Projeto de lei do marco temporal é aprovado na CCJ e vai ao plenário do Senado

 PL é 'salada de frutas' de retrocessos, avalia liderança indígena; sessão foi marcada por críticas de ruralistas ao STF

Indígenas rechaçam marco temporal e criticam Congresso por afrontar decisão do STF

A Comissão de Constituição e Justiça (CCJ) do Senado aprovou na manhã desta quarta-feira (27) o Projeto de Lei (PL) 2903/2023, que estabelece o marco temporal das terras indígenas. A aprovação foi alcançada com 16 votos contra 10.

O votação ocorre no mesmo dia em que o Supremo Tribunal Federal (STF) analisa pontos que ficaram de fora da análise do marco temporal, como a indenização a fazendeiros. A tese jurídica foi declarada inconstitucional pelo STF por 9 votos a 2.

O relator do PL 2903 no Senado, Marcos Rogério (PL-RO), que é favorável ao marco temporal, sinalizou que pode abrir mão de outros pontos sensíveis do projeto, como a autorização do plantio de transgênicos em terras indígenas. "É possível na sequência da atividade legislativa se opere o veto nessas questões", disse.

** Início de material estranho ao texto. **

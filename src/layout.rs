//! Pure arithmetic that maps a record's logical start position and byte
//! length onto the positions it will occupy once paged, accounting for the
//! page-header bytes consumed whenever a record crosses a page boundary.
//!
//! This is the sole authority on "logical position" math; the flusher's
//! page-filling loop and the reader's forward-walk both rely on a record's
//! `write_from`/`write_to` pair computed here.

use crate::page::{
    calculate_record_size, calculate_serialized_size, MAX_ENTRY_SIZE, MIN_RECORD_SIZE, PAGE_SIZE,
    RECORDS_OFFSET,
};

/// The logical byte range `[write_from, write_to)` a record will occupy.
#[derive(Debug, Clone, Copy, PartialEq, Eq)]
pub struct Placement {
    pub write_from: u64,
    pub write_to: u64,
}

/// Plan where a record of `payload_len` bytes lands, given the segment's
/// current logical write cursor `starting`.
pub fn plan(starting: u64, payload_len: u64) -> Placement {
    let page_size = PAGE_SIZE as u64;
    let records_offset = RECORDS_OFFSET as u64;

    let offset_in_page = (starting % page_size).max(records_offset);
    let free_page_space = page_size - offset_in_page;
    let in_page = calculate_record_size(free_page_space);

    let at_page_boundary = starting % page_size == 0;

    if in_page >= payload_len {
        let result_size = calculate_serialized_size(payload_len);
        let write_from = if at_page_boundary {
            starting + records_offset
        } else {
            starting
        };
        return Placement {
            write_from,
            write_to: write_from + result_size,
        };
    }

    // Spans one or more page boundaries.
    let per_page_capacity = calculate_record_size(MAX_ENTRY_SIZE);
    let (write_from, length, mut result_size): (u64, u64, i64) = if in_page > 0 {
        let write_from = if at_page_boundary {
            starting + records_offset
        } else {
            starting
        };
        (write_from, payload_len - in_page, free_page_space as i64)
    } else {
        // No room for even a minimal chunk in the current page: skip straight
        // to the next page's records region.
        let write_from = starting + free_page_space + records_offset;
        (write_from, payload_len, -(records_offset as i64))
    };

    result_size += (length / per_page_capacity) as i64 * page_size as i64;

    let leftover = length % per_page_capacity;
    if leftover > 0 {
        result_size += records_offset as i64 + calculate_serialized_size(leftover) as i64;
    }

    debug_assert!(result_size >= 0);
    Placement {
        write_from,
        write_to: write_from + result_size as u64,
    }
}

/// The logical position immediately following a record whose raw end is
/// `write_to`, applying the reader's "not enough room for even a minimal
/// chunk" rule: a record ending within `MIN_RECORD_SIZE` bytes of (or
/// exactly on) a page boundary advances to the next page's
/// `RECORDS_OFFSET` rather than sitting in the dead space the writer would
/// never have started a new chunk in.
///
/// `plan`'s own `write_to` is the raw end and does not apply this bump —
/// callers that need the true successor position (the reader's forward
/// walk, and anything reasoning about an already-decoded record's
/// successor) must go through this function instead.
pub fn advance_past_record(write_to: u64) -> u64 {
    let page_size = PAGE_SIZE as u64;
    let rem = write_to % page_size;
    let payload_end = if rem == 0 { page_size } else { rem };
    let page_start = write_to - payload_end;
    if page_size - payload_end < MIN_RECORD_SIZE {
        page_start + page_size + RECORDS_OFFSET as u64
    } else {
        write_to
    }
}

#[cfg(test)]
mod tests {
    use super::*;

    #[test]
    fn small_record_fits_in_first_page() {
        let p = plan(0, 5);
        assert_eq!(p.write_from, RECORDS_OFFSET as u64);
        assert_eq!(p.write_to, RECORDS_OFFSET as u64 + 5 + 6);
    }

    #[test]
    fn second_small_record_follows_first() {
        let first = plan(0, 5);
        let second = plan(first.write_to, 5);
        assert_eq!(second.write_from, first.write_to);
        assert!(second.write_to > second.write_from);
    }

    #[test]
    fn record_spanning_two_pages() {
        let page_size = PAGE_SIZE as u64;
        // Start near the end of a page, leave little room for a chunk.
        let starting = page_size - 20;
        let payload_len = 40;
        let p = plan(starting, payload_len);
        assert_eq!(p.write_from, starting);
        assert!(p.write_to > page_size);
    }

    #[test]
    fn record_filling_many_pages() {
        let per_page = calculate_record_size(MAX_ENTRY_SIZE);
        let payload_len = per_page * 3 + 10;
        let p = plan(RECORDS_OFFSET as u64, payload_len);
        // 3 full pages of framing + a small tail chunk's framing.
        assert!(p.write_to - p.write_from > payload_len);
    }

    #[test]
    fn no_room_for_minimal_chunk_skips_to_next_page() {
        let page_size = PAGE_SIZE as u64;
        // free_page_space will compute to exactly MIN_RECORD_SIZE - 1 so
        // calculate_record_size returns 0.
        let starting = page_size - 6; // records_offset math leaves free_page_space = 6
        let p = plan(starting, 20);
        assert_eq!(p.write_from, page_size + RECORDS_OFFSET as u64);
    }

    #[test]
    fn advance_past_record_mid_page_is_unchanged() {
        let write_to = RECORDS_OFFSET as u64 + 20;
        assert_eq!(advance_past_record(write_to), write_to);
    }

    #[test]
    fn advance_past_record_exactly_on_boundary_bumps_to_next_page() {
        let page_size = PAGE_SIZE as u64;
        assert_eq!(advance_past_record(page_size), page_size + RECORDS_OFFSET as u64);
    }

    #[test]
    fn advance_past_record_within_min_record_size_of_boundary_bumps() {
        let page_size = PAGE_SIZE as u64;
        let write_to = page_size - (MIN_RECORD_SIZE - 1);
        assert_eq!(advance_past_record(write_to), page_size + RECORDS_OFFSET as u64);
    }

    #[test]
    fn advance_past_record_with_room_to_spare_is_unchanged() {
        let page_size = PAGE_SIZE as u64;
        let write_to = page_size - MIN_RECORD_SIZE;
        assert_eq!(advance_past_record(write_to), write_to);
    }
}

O senador Humberto Costa (PT-PE) defendeu que o Congresso respeite as decisões do STF, que segundo ele "é guardião da Constituição". Na mesma linha, Fabiano Contarato (PT-ES) destacou a falta de presença indígena na discussão do Senado. "É cômodo para nós, homens, brancos, ricos e engravatados, decidir a vida de milhões. Tenhamos o mínimo de empatia", declarou.

Randolfe Rodrigues (sem partido-AP) destacou que o PL 2903 está em contradição com a Constituição e com a derrubada do marco temporal no Supremo. "Isso confronta frontalmente o STF. Porque o direito à demarcação foi a grande conquista da Constituição de 1988", afirmou.

Entre os parlamentares favoráveis ao marco temporal, sobraram críticas ao STF e a ONGs indigenistas. Falando em nome dos povos originários, Zequinha Marinho (Podemos-PA) afirmou que a esposa dele é "neta de índio". "Índio não quer mais terra, ele quer dignidade, quer Hilux", emendou Jorge Seif (PL-SC).

Votaram a favor os senadores Sergio Moro (União-PR), Oriovisto Guimarães (Podemos-PR), Marcos Do Val (Podemos-ES), Weverton (PDT-MA), Plínio Valério (PSDB-AM), Alan Rick (União-AC), Zequinha Marinho (Podemos-PA), Mauro Carvalho Junior (União-MT), Magno Malta (PL-ES), Marcos Rogério (PL-RO), Rogério Marinho (PL-RN), Eduardo Girão (Novo-CE), Margareth Buzetti (PSD-MT), Esperidião Amin (PP-SC), Mecias De Jesus (Republicanos-RR) e Tereza Cristina (PP-MS).

Senado desafia decisão do STF

Por meio do PL 2903, senadores ruralistas propõem não apenas implementar o marco temporal derrubado pelo STF, mas também legitimar invasões de terras indígenas ao disponibilizá-las, sem consulta prévia aos moradores, ao agronegócio e a grandes empreendimentos, como hidrelétricas, mineração, rodovias e ferrovias.

Entre os retrocessos mais explícitos nos direitos indígenas previstos pelo PL 2903 , está o trecho que diz que "não haverá qualquer limitação de uso e gozo aos não indígenas" que ocuparem territórios indígenas "antes de concluído o processo demarcatório".

Quem avançar sobre terras indígenas terá "garantida sua permanência na área objeto de demarcação". O texto considera todas as construções erguidas na área a ser demarcada como "de boa fé" e, portanto, passíveis de indenização.

"Salada de frutas" de retrocessos

Lideranças indígenas ouvidas pelo Brasil de Fato consideram que a bancada ruralista afronta o STF ao defender o marco temporal, que teve sua inconstitucionalidade reconhecida pela Corte.

Indígenas preveem que o projeto seja aprovado no Senado, em função do apoio massivo que ele recebeu do agronegócio. Após passar pela CCJ, a matéria vai à votação no plenário da Casa, antes de seguir para sanção presidencial.

"Eu vejo o PL 2903 como uma salada de frutas. Pegaram todas as matérias que colocam em risco as vidas dos povos indígenas e colocaram para tramitar sem discussão. Esperamos que o presidente Lula não sancione", afirmou Eliane Xunakalo, presidenta da Federação dos Povos e Organizações Indígenas do Mato Grosso (FEPOIMT).